What makes ‘The Holdovers’ so enjoyable is that it’s intelligent and well-crafted. It’s no wonder that Paul Giamatti and Da’vine Joy Randolph are gearing up to the winners of the Oscars in their category.

There are a host of films about the relationships between students and their teachers. Films that are of a mold about the true nature of education, which goes beyond what is taught in books. There were a lot of them in the 90s, like ‘Dead Poets Society,’ ‘Dangerous Minds,’ and ‘With Honors’ (though the teacher there is a homeless man played by Joe Pesci). In the mid-2000s, we had films like ‘The History Boys.’ They are coming of age stories set in school, that says a lot about the importance of a good teacher in the molding of young minds.

Writer and director Alexander Payne, who has struck gold with movies like ‘Sideways’ and ‘The Descendants’ has a gift for building stories of seemingly ordinary occurrences or relationships and turning them into these profound human moments of beauty and grace.
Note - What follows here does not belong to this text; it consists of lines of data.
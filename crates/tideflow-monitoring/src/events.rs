//! Domain event handler that turns engine events into logs and metrics.

use async_trait::async_trait;
use std::sync::atomic::{AtomicU64, Ordering};
use tracing::{debug, warn};

use tideflow_core::{domain::events::DomainEvent, CoreError, DomainEventHandler};

use crate::metrics::EngineMetrics;

/// Counts of workflow lifecycle events seen by a [`TracingEventHandler`]
#[derive(Debug, Default, Clone, Copy, PartialEq, Eq)]
pub struct WorkflowCounts {
    /// Started instances
    pub started: u64,
    /// Completed instances
    pub completed: u64,
    /// Failed instances
    pub failed: u64,
}

/// Logs every domain event and reports lifecycle metrics
#[derive(Debug, Default)]
pub struct TracingEventHandler {
    started: AtomicU64,
    completed: AtomicU64,
    failed: AtomicU64,
}

impl TracingEventHandler {
    /// Create a new handler
    pub fn new() -> Self {
        Self::default()
    }

    /// Lifecycle counts so far
    pub fn counts(&self) -> WorkflowCounts {
        WorkflowCounts {
            started: self.started.load(Ordering::Relaxed),
            completed: self.completed.load(Ordering::Relaxed),
            failed: self.failed.load(Ordering::Relaxed),
        }
    }
}

#[async_trait]
impl DomainEventHandler for TracingEventHandler {
    async fn handle_event(&self, event: Box<dyn DomainEvent>) -> Result<(), CoreError> {
        let instance_id = event.workflow_instance_id();
        match event.event_type() {
            "workflow.started" => {
                self.started.fetch_add(1, Ordering::Relaxed);
                EngineMetrics::record_workflow_started(&instance_id.0);
            }
            "workflow.completed" => {
                self.completed.fetch_add(1, Ordering::Relaxed);
                EngineMetrics::record_workflow_finished(&instance_id.0, true);
            }
            "workflow.failed" => {
                self.failed.fetch_add(1, Ordering::Relaxed);
                warn!(instance_id = %instance_id, "Workflow failed");
                EngineMetrics::record_workflow_finished(&instance_id.0, false);
            }
            "activity.completed" | "activity.failed" | "activity.cancelled" => {
                let outcome = event.event_type().trim_start_matches("activity.");
                if let Some(activity_instance_id) = event.activity_instance_id() {
                    EngineMetrics::record_activity_finished(&activity_instance_id.0, outcome);
                }
            }
            event_type => {
                debug!(
                    instance_id = %instance_id,
                    activity_instance_id = ?event.activity_instance_id().map(|id| id.0.as_str()),
                    event_type,
                    timestamp = %event.timestamp(),
                    "Domain event"
                );
            }
        }
        Ok(())
    }
}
He has a knack for finding the extraordinary in the most mundane of things and people.

He does it again with ‘The Holdovers,’ a movie set in the 1970s, at the tail-end of the Vietnam war about a schoolteacher in an all-male boarding school who has to watch over the students who have nowhere to go during the holidays. This teacher, Paul Hunham (Paul Giamatti), is a teacher of the classics and is hated by everyone, not just the students, but by some co-faculty too. He’s a cranky, old man with a strict sense of decorum and manners. It’s the perfect antithesis for any young male high schooler with the urge to rebel against authority.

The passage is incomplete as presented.